In the morning, Margot Strout arrived once more. “Here I am!” she said, that tragic woman come back to happily write her fictitious Oliver while the actual Oliver had only his silence. You tried to go slack, to will yourself to fall into that other place, where voices could once more become as meaningless as storm clouds over your roof. But the explosion of the floral hand grenade that was Margot Strout’s perfume was enough to rouse the dead.
“A? B? C? D?” Margot asked. At last the computer replied, “Missed you.”
That morning, for perhaps the blackest minute of your Crockett State years, there was nothing beneath your graying skin but rage. And it was not the usual anger at the young man who had put you into that bed, nor was it at the pungent woman writing her stories with your thumb. The fury, just then, was at another woman, the one who had spent all those years hunched over your transformation into this hideous creature. How many times, in your screaming silence, had you begged her to let you go? But Ma only carried on, as if her daily devotion to you were an act of selfless love, when it had always, or so it seemed to you now, been the opposite. Your mother, whose unspoken and darkest dream was always plainly visible to your brother and you: that you remain the perfect recompense for her sad, wandering childhood, that you and Charlie never grow away from her, your needs giving shape to the life of a woman who had never quite been able to make any other shape of herself. “I always believed,” she’d told you.
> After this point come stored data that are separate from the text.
//! Knowledge base document types
//!
//! Field names are camelCase on disk so the document stays readable by the
//! tooling that produced the first knowledge bases.

use crate::types::{new_id, now, Timestamp};
use serde::{Deserialize, Serialize};
use std::collections::BTreeMap;
use std::fmt;

/// Current on-disk document version
pub const KNOWLEDGE_BASE_VERSION: &str = "1.0";

/// The whole persisted knowledge base
#[derive(Debug, Clone, PartialEq, Serialize, Deserialize)]
#[serde(rename_all = "camelCase")]
pub struct KnowledgeBase {
    pub version: String,
    pub last_updated: Timestamp,
    #[serde(default)]
    pub errors: Vec<ErrorEntry>,
    #[serde(default)]
    pub patterns: Vec<Pattern>,
    #[serde(default)]
    pub rules: Vec<Rule>,
}

impl Default for KnowledgeBase {
    fn default() -> Self {
        Self {
            version: KNOWLEDGE_BASE_VERSION.to_string(),
            last_updated: now(),
            errors: Vec::new(),
            patterns: Vec::new(),
            rules: Vec::new(),
        }
    }
}

/// Error severity
#[derive(Debug, Clone, Copy, PartialEq, Eq, Hash, Default, Serialize, Deserialize)]
#[serde(rename_all = "lowercase")]
pub enum Severity {
    Low,
    #[default]
    Medium,
    High,
    Critical,
}

impl fmt::Display for Severity {
    fn fmt(&self, f: &mut fmt::Formatter<'_>) -> fmt::Result {
        let s = match self {
            Severity::Low => "low",
            Severity::Medium => "medium",
            Severity::High => "high",
            Severity::Critical => "critical",
        };
        f.write_str(s)
    }
}

impl std::str::FromStr for Severity {
    type Err = String;

    fn from_str(s: &str) -> Result<Self, Self::Err> {
        match s.to_ascii_lowercase().as_str() {
            "low" => Ok(Severity::Low),
            "medium" => Ok(Severity::Medium),
            "high" => Ok(Severity::High),
            "critical" => Ok(Severity::Critical),
            other => Err(format!("unknown severity '{}'", other)),
        }
    }
}

/// Where an error was observed. Known fields are typed; anything else a
/// reporter attaches lands in `extra`.
#[derive(Debug, Clone, Default, PartialEq, Serialize, Deserialize)]
pub struct ErrorContext {
    #[serde(default, skip_serializing_if = "Option::is_none")]
    pub file: Option<String>,
    #[serde(default, skip_serializing_if = "Option::is_none")]
    pub line: Option<u32>,
    #[serde(default, skip_serializing_if = "Option::is_none")]
    pub environment: Option<String>,
    #[serde(flatten)]
    pub extra: BTreeMap<String, serde_json::Value>,
}

impl ErrorContext {
    pub fn for_file(file: impl Into<String>) -> Self {
        Self {
            file: Some(file.into()),
            ..Self::default()
        }
    }
}

/// A knowledge entry: one observed error signature and its accepted fixes
#[derive(Debug, Clone, PartialEq, Serialize, Deserialize)]
#[serde(rename_all = "camelCase")]
pub struct ErrorEntry {
    pub id: String,
    pub error_type: String,
    pub category: String,
    #[serde(default)]
    pub severity: Severity,
    /// Free-text signature of the bad code or message
    pub pattern: String,
    #[serde(default)]
    pub context: ErrorContext,
    #[serde(default)]
    pub fixes: Vec<Fix>,
    #[serde(default)]
    pub similar_errors: Vec<String>,
    #[serde(default)]
    pub prevention_rules: Vec<String>,
    #[serde(default = "now")]
    pub first_seen: Timestamp,
}

impl ErrorEntry {
    pub fn new(
        error_type: impl Into<String>,
        category: impl Into<String>,
        pattern: impl Into<String>,
    ) -> Self {
        Self {
            id: new_id("err"),
            error_type: error_type.into(),
            category: category.into(),
            severity: Severity::default(),
            pattern: pattern.into(),
            context: ErrorContext::default(),
            fixes: Vec::new(),
            similar_errors: Vec::new(),
            prevention_rules: Vec::new(),
            first_seen: now(),
        }
    }

    pub fn with_severity(mut self, severity: Severity) -> Self {
        self.severity = severity;
        self
    }

    pub fn with_context(mut self, context: ErrorContext) -> Self {
        self.context = context;
        self
    }

    /// Cluster key used by pattern synthesis
    pub fn cluster_key(&self) -> String {
        format!("{}-{}", self.error_type, self.category)
    }

    /// Most recently appended fix
    pub fn latest_fix(&self) -> Option<&Fix> {
        self.fixes.last()
    }
}

/// Who documented a fix
#[derive(Debug, Clone, Copy, PartialEq, Eq, Serialize, Deserialize)]
#[serde(rename_all = "lowercase")]
pub enum DocumentedBy {
    System,
    User,
}

/// An accepted fix, owned by exactly one error entry
#[derive(Debug, Clone, PartialEq, Serialize, Deserialize)]
#[serde(rename_all = "camelCase")]
pub struct Fix {
    pub id: String,
    pub solution: String,
    #[serde(default, skip_serializing_if = "Option::is_none")]
    pub code_changes: Option<String>,
    #[serde(default)]
    pub prevention: String,
    pub documented_at: Timestamp,
    pub documented_by: DocumentedBy,
}

impl Fix {
    pub fn new(
        solution: impl Into<String>,
        prevention: impl Into<String>,
        documented_by: DocumentedBy,
    ) -> Self {
        Self {
            id: new_id("fix"),
            solution: solution.into(),
            code_changes: None,
            prevention: prevention.into(),
            documented_at: now(),
            documented_by,
        }
    }

    pub fn with_code_changes(mut self, code: impl Into<String>) -> Self {
        self.code_changes = Some(code.into());
        self
    }

    pub fn documented_at(mut self, at: Timestamp) -> Self {
        self.documented_at = at;
        self
    }
}

/// A generalized, reusable description of a recurring problem and its fix
#[derive(Debug, Clone, PartialEq, Serialize, Deserialize)]
#[serde(rename_all = "camelCase")]
pub struct Pattern {
    pub id: String,
    pub name: String,
    pub description: String,
    pub detection: String,
    pub fix: String,
    pub prevention: String,
    #[serde(default, skip_serializing_if = "Option::is_none")]
    pub bad_pattern: Option<String>,
    #[serde(default, skip_serializing_if = "Option::is_none")]
    pub good_pattern: Option<String>,
    #[serde(default = "now")]
    pub created_at: Timestamp,
    #[serde(default)]
    pub deprecated: bool,
}

/// Who created a rule
#[derive(Debug, Clone, Copy, PartialEq, Eq, Serialize, Deserialize)]
#[serde(rename_all = "kebab-case")]
pub enum RuleSource {
    System,
    User,
    RsiSynthesized,
}

/// How a rule is enforced
#[derive(Debug, Clone, Copy, PartialEq, Eq, Serialize, Deserialize)]
#[serde(rename_all = "lowercase")]
pub enum Enforcement {
    Automated,
    Manual,
}

/// Shape of a rule's detection expression
#[derive(Debug, Clone, Copy, PartialEq, Eq, Serialize, Deserialize)]
#[serde(rename_all = "kebab-case")]
pub enum DetectionKind {
    /// Regular expression over source text
    Regex,
    /// ESLint-style AST selector (`CallExpression[callee.name='x']`)
    AstSelector,
}

/// A mechanically checkable detection plus the message reported on a hit
#[derive(Debug, Clone, PartialEq, Serialize, Deserialize)]
pub struct RuleImplementation {
    pub kind: DetectionKind,
    pub expression: String,
    pub message: String,
}

/// An enforceable instantiation of a pattern
#[derive(Debug, Clone, PartialEq, Serialize, Deserialize)]
#[serde(rename_all = "camelCase")]
pub struct Rule {
    pub id: String,
    pub name: String,
    pub source: RuleSource,
    pub enforcement: Enforcement,
    #[serde(default, skip_serializing_if = "Option::is_none")]
    pub rule_id: Option<String>,
    pub description: String,
    #[serde(default)]
    pub severity: Severity,
    pub implementation: RuleImplementation,
    #[serde(default, skip_serializing_if = "Option::is_none")]
    pub pattern_id: Option<String>,
    #[serde(default = "now")]
    pub created_at: Timestamp,
    #[serde(default)]
    pub deprecated: bool,
}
But her belief was the cocoon in which you’d metamorphosed in reverse, turning into a grublike, wingless insect.
And rage, too, at your father. The man who committed his sins with a nod of his head, the man who carried on as if he had no role, as if his family would right itself if only he kept his lips sealed. And Charlie. The boy who had run off into the world, as if your future were still out there somewhere, as if he could free you with a story, as if he could find some better, wholly whole Oliver someplace thousands of miles away.
Over Bed Four, Margot Strout was speaking at you still, something about one of your favorite old books, Wind, Sand and Stars by Saint-Exupéry, which apparently Charlie had told her you’d loved. “Once you get past all the racism, he really does have quite a story to tell…”
But then, an hour or so into that morning’s visit, Margot fell silent at another arrival to the room. Even with Margot’s domineering scent clogging your nostrils, the faint smell of vanilla shampoo in the air was unmistakable.